Reputation: 55
Consider this data set:
> DATA <- data.frame(Agreement_number = c(1,1,1,1,2,2,2,2),
+ country = c("Canada","Canada", "USA", "USA", "Canada","Canada", "USA", "USA"),
+ action = c("signature", "ratification","signature", "ratification", "signature", "ratification","signature", "ratification"),
+ signature_date = c(2000,NA,2000,NA, 2001, NA, 2002, NA),
+ ratification_date = c(NA, 2001, NA, 2002, NA, 2001, NA, 2002))
> DATA
Agreement_number country action signature_date ratification_date
1 Canada signature 2000 NA
1 Canada ratification NA 2001
1 USA signature 2000 NA
1 USA ratification NA 2002
2 Canada signature 2001 NA
2 Canada ratification NA 2001
2 USA signature 2002 NA
2 USA ratification NA 2002
As you can see, half of the rows have duplicate information. For a small data set like this it is really easy to remove duplicates. I could use the coalesce
function (dplyr package), get rid of the "action" column and then erase all the irrelevant rows. Though, there many other ways. The final result should look like this:
> DATA <- data.frame( Agreement_number = c(1,1,2,2),
+ country = c("Canada", "USA", "Canada","USA"),
+ signature_date = c(2000,2000,2001,2002),
+ ratification_date = c(2001, 2002, 2001, 2002))
> DATA
Agreement_number country signature_date ratification_date
1 Canada 2000 2001
1 USA 2000 2002
2 Canada 2001 2001
2 USA 2002 2002
The problem, is that my real data set is MUCH bigger (102000 x 270) and there are many more variables.

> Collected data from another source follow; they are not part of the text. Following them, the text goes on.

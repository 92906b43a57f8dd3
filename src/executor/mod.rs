//! Execution engine
//!
//! [`Executor`] owns all interpreter state. Raw input lines enter through
//! [`Executor::enter_line`], which routes them to the program store, AUTO
//! capture, a pending INPUT or immediate execution. RUN drives a fetch/execute
//! loop over the stored program until it halts, fails or suspends on INPUT.

mod expressions;
mod statements;

use crate::config::InterpreterConfig;
use crate::error::{BasicError, Result};
use crate::filesystem::{DirectoryStorage, MemoryStorage, ProgramStorage};
use crate::memory::MemoryManager;
use crate::output::{OutputBuffer, READY};
use crate::parser::{parse_statement, DataValue, Target};
use crate::program::ProgramStore;
use crate::tokenizer::{parse_line_number, split_line_number};
use crate::variables::{is_string_name, Value, VariableStore};
use log::{debug, trace, warn};
use rand::rngs::StdRng;
use rand::SeedableRng;

/// Where the run loop fetches its next line from
#[derive(Debug, Clone, Copy, PartialEq, Eq)]
pub enum ProgramCounter {
    /// Not mid-program
    Halted,
    /// Run exactly this line next
    At(u32),
    /// Run the first line after this one
    After(u32),
}

/// Control transfer requested by the statement just executed
#[derive(Debug, Clone, Copy, PartialEq, Eq)]
enum Transfer {
    /// Continue at this line (GOTO, GOSUB, ON, RUN n)
    Goto(u32),
    /// Continue after this line (RETURN, NEXT, RUN)
    ResumeAfter(u32),
    /// Stop the program (END)
    Halt,
}

/// One active FOR loop
#[derive(Debug, Clone, PartialEq)]
pub struct LoopState {
    pub variable: String,
    pub end: f64,
    pub step: f64,
    /// Line of the FOR statement itself
    pub anchor: u32,
}

/// AUTO line numbering state
#[derive(Debug, Clone, Copy, PartialEq, Eq)]
struct AutoState {
    active: bool,
    next_line: u32,
    increment: u32,
}

/// BASIC interpreter engine
#[derive(Debug)]
pub struct Executor {
    config: InterpreterConfig,
    variables: VariableStore,
    memory: MemoryManager,
    program: ProgramStore,
    loop_stack: Vec<LoopState>,
    // Call-site line numbers pushed by GOSUB
    gosub_stack: Vec<u32>,
    data_pool: Vec<DataValue>,
    data_cursor: usize,
    pc: ProgramCounter,
    transfer: Option<Transfer>,
    // Line being executed; None for immediate commands
    current_line: Option<u32>,
    running: bool,
    waiting_for_input: bool,
    pending_input: Option<Target>,
    error: Option<String>,
    output: OutputBuffer,
    auto: AutoState,
    storage: Box<dyn ProgramStorage>,
    rng: StdRng,
    last_rnd: f64,
}

impl Executor {
    /// Create an executor with default settings and in-memory program storage
    pub fn new() -> Self {
        Self::with_storage(InterpreterConfig::default(), Box::new(MemoryStorage::new()))
    }

    /// Create an executor from a configuration, opening the program directory if one is set
    pub fn from_config(config: InterpreterConfig) -> Result<Self> {
        let storage: Box<dyn ProgramStorage> = match &config.program_dir {
            Some(dir) => Box::new(DirectoryStorage::new(dir)?),
            None => Box::new(MemoryStorage::new()),
        };
        Ok(Self::with_storage(config, storage))
    }

    /// Create an executor with an explicit storage backend
    pub fn with_storage(config: InterpreterConfig, storage: Box<dyn ProgramStorage>) -> Self {
        let rng = match config.rnd_seed {
            Some(seed) => StdRng::seed_from_u64(seed),
            None => StdRng::from_entropy(),
        };
        let auto = AutoState {
            active: false,
            next_line: config.auto_start,
            increment: config.auto_increment,
        };

        Self {
            config,
            variables: VariableStore::new(),
            memory: MemoryManager::new(),
            program: ProgramStore::new(),
            loop_stack: Vec::new(),
            gosub_stack: Vec::new(),
            data_pool: Vec::new(),
            data_cursor: 0,
            pc: ProgramCounter::Halted,
            transfer: None,
            current_line: None,
            running: false,
            waiting_for_input: false,
            pending_input: None,
            error: None,
            output: OutputBuffer::new(),
            auto,
            storage,
            rng,
            last_rnd: 0.0,
        }
    }

    /// Feed one raw line of input.
    ///
    /// While an INPUT is pending the line is the value; in AUTO mode it is
    /// captured as the next program line; a leading line number edits the
    /// program; anything else runs as an immediate command.
    pub fn enter_line(&mut self, raw: &str) {
        if self.waiting_for_input {
            self.provide_input(raw);
            return;
        }

        self.error = None;

        if self.auto.active {
            self.capture_auto_line(raw);
            return;
        }

        let line = raw.trim();
        if line.is_empty() {
            return;
        }

        match split_line_number(line) {
            Some((number, text)) => self.edit_line(number, text),
            None => self.execute_immediate(line),
        }
    }

    /// Supply the value for a pending INPUT and resume the program
    pub fn provide_input(&mut self, raw: &str) {
        let target = match self.pending_input.take() {
            Some(target) if self.waiting_for_input => target,
            _ => {
                self.report_immediate_error(BasicError::CantContinue);
                return;
            }
        };
        self.waiting_for_input = false;

        // The host echoes what was typed; end the prompt line
        if self.output.is_line_open() {
            self.output.newline();
        }

        let value = raw.trim_end_matches(['\r', '\n']);
        debug!("input for {}: {:?}", target.name(), value);

        let stored = match &target {
            Target::ArrayElement { .. } => Err(BasicError::Unsupported("INPUT TO ARRAY".to_string())),
            Target::Variable(name) => {
                let value = if is_string_name(name) {
                    Value::Str(value.to_string())
                } else {
                    Value::Number(value.trim().parse().unwrap_or(0.0))
                };
                self.variables.set(name, value)
            }
        };

        match (stored, self.current_line) {
            (Err(err), Some(line)) if self.running => self.fail_run(line, err),
            (Err(err), _) => self.report_immediate_error(err),
            (Ok(()), _) if self.running => self.run_loop(),
            (Ok(()), _) => self.output.push_line(READY),
        }
    }

    /// Drain all output produced so far
    pub fn take_output(&mut self) -> Vec<String> {
        self.output.take_lines()
    }

    /// Parse and execute one statement without any error reporting
    pub fn execute(&mut self, text: &str) -> Result<()> {
        let statement = parse_statement(text)?;
        self.execute_statement(&statement)
    }

    pub fn is_running(&self) -> bool {
        self.running
    }

    pub fn is_waiting_for_input(&self) -> bool {
        self.waiting_for_input
    }

    pub fn is_auto_mode(&self) -> bool {
        self.auto.active
    }

    /// Line number the next AUTO capture will be stored under
    pub fn auto_line(&self) -> Option<u32> {
        self.auto.active.then_some(self.auto.next_line)
    }

    /// Message of the most recent surfaced error
    pub fn error(&self) -> Option<&str> {
        self.error.as_deref()
    }

    pub fn program_counter(&self) -> ProgramCounter {
        self.pc
    }

    pub fn program(&self) -> &ProgramStore {
        &self.program
    }

    pub fn variables(&self) -> &VariableStore {
        &self.variables
    }

    pub fn memory(&self) -> &MemoryManager {
        &self.memory
    }

    pub fn config(&self) -> &InterpreterConfig {
        &self.config
    }

    /// Read a scalar variable (0 or "" when unset)
    pub fn variable(&self, name: &str) -> Value {
        self.variables.get(&name.to_ascii_uppercase())
    }

    pub fn loop_depth(&self) -> usize {
        self.loop_stack.len()
    }

    pub fn gosub_depth(&self) -> usize {
        self.gosub_stack.len()
    }

    /// Store or delete a numbered line
    fn edit_line(&mut self, number: &str, text: &str) {
        let line_number = match parse_line_number(number) {
            Ok(n) => n,
            Err(err) => {
                self.report_immediate_error(err);
                return;
            }
        };

        if text.is_empty() {
            debug!("delete line {}", line_number);
            self.program.delete_line(line_number);
        } else {
            debug!("store line {}: {}", line_number, text);
            self.program.store_line(line_number, text);
        }
    }

    /// Store a line captured in AUTO mode; a blank line leaves the mode
    fn capture_auto_line(&mut self, raw: &str) {
        let text = raw.trim();
        if text.is_empty() {
            debug!("leaving AUTO mode at line {}", self.auto.next_line);
            self.auto.active = false;
            self.output.push_line(READY);
            return;
        }

        let line_number = self.auto.next_line;
        debug!("auto store line {}: {}", line_number, text);
        self.program.store_line(line_number, text);

        match line_number.checked_add(self.auto.increment) {
            Some(next) => self.auto.next_line = next,
            None => {
                self.auto.active = false;
                self.report_immediate_error(BasicError::IllegalQuantity);
            }
        }
    }

    /// Execute a command typed without a line number
    fn execute_immediate(&mut self, text: &str) {
        self.current_line = None;
        self.transfer = None;

        if let Err(err) = self.execute(text) {
            self.transfer = None;
            self.report_immediate_error(err);
            return;
        }

        match self.transfer.take() {
            Some(Transfer::Goto(line)) => self.start_run(ProgramCounter::At(line)),
            Some(Transfer::ResumeAfter(line)) => self.start_run(ProgramCounter::After(line)),
            Some(Transfer::Halt) | None => {
                if !self.waiting_for_input && !self.auto.active {
                    self.output.push_line(READY);
                }
            }
        }
    }

    fn start_run(&mut self, pc: ProgramCounter) {
        debug!("run from {:?}", pc);
        self.pc = pc;
        self.running = true;
        self.run_loop();
    }

    /// Line the run loop executes next, if any
    fn next_line(&self) -> Option<u32> {
        match self.pc {
            ProgramCounter::Halted => None,
            ProgramCounter::At(line) => self.program.contains(line).then_some(line),
            ProgramCounter::After(line) => self.program.successor(line),
        }
    }

    /// Fetch and execute lines until the program halts, fails or waits for input
    fn run_loop(&mut self) {
        loop {
            let line_number = match self.next_line() {
                Some(line) => line,
                None => {
                    self.finish_run();
                    return;
                }
            };
            let text = match self.program.get_line(line_number) {
                Some(text) => text.to_string(),
                None => {
                    self.finish_run();
                    return;
                }
            };

            trace!("{} {}", line_number, text);
            self.current_line = Some(line_number);
            self.transfer = None;

            if let Err(err) = self.execute(&text) {
                self.fail_run(line_number, err);
                return;
            }

            if self.waiting_for_input {
                debug!("suspended for INPUT at line {}", line_number);
                self.pc = ProgramCounter::After(line_number);
                return;
            }

            self.pc = match self.transfer.take() {
                None => ProgramCounter::After(line_number),
                Some(Transfer::Goto(target)) => {
                    debug!("jump from {} to {}", line_number, target);
                    ProgramCounter::At(target)
                }
                Some(Transfer::ResumeAfter(site)) => ProgramCounter::After(site),
                Some(Transfer::Halt) => ProgramCounter::Halted,
            };
        }
    }

    /// Normal end of a run
    fn finish_run(&mut self) {
        debug!("program halted");
        self.halt();
        self.output.push_line("");
        self.output.push_line(READY);
    }

    /// Surface a run-time error with its line number and stop
    fn fail_run(&mut self, line_number: u32, err: BasicError) {
        warn!("error in line {}: {:?}", line_number, err);
        self.halt();
        self.error = Some(err.to_string());
        self.output.push_line(format!("?{} IN {}", err, line_number));
        self.output.push_line(READY);
    }

    /// Surface an error from an immediate command
    fn report_immediate_error(&mut self, err: BasicError) {
        warn!("immediate error: {:?}", err);
        self.error = Some(err.to_string());
        self.output.push_line(format!("?{}", err));
        self.output.push_line(READY);
    }

    fn halt(&mut self) {
        self.running = false;
        self.waiting_for_input = false;
        self.pending_input = None;
        self.pc = ProgramCounter::Halted;
        self.current_line = None;
    }

    /// Clear variables, arrays and both control stacks
    fn clear_state(&mut self) {
        self.variables.clear();
        self.loop_stack.clear();
        self.gosub_stack.clear();
    }
}

impl Default for Executor {
    fn default() -> Self {
        Self::new()
    }
}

The real data is also more irregular and there are more absent values. The coalesce
function seems very slow. The best loop I could make so far still takes up to 5-10 minutes to run.
Is there a simple way of doing this which would be faster? I have the feeling that there must be some function in R for that kind of operation, but I couldn't find any.
Upvotes: 3
Views: 266
Reputation: 789
I think you need dcast
. The version in the data.table
library calls itself "fast", and in my experience, it is speedy on large datasets.
First, let's create one column which is either the signature_date
or ratification_date
, depending on the action
library(data.table)
setDT(DATA)[, date := ifelse(action == "ratification", ratification_date, signature_date)]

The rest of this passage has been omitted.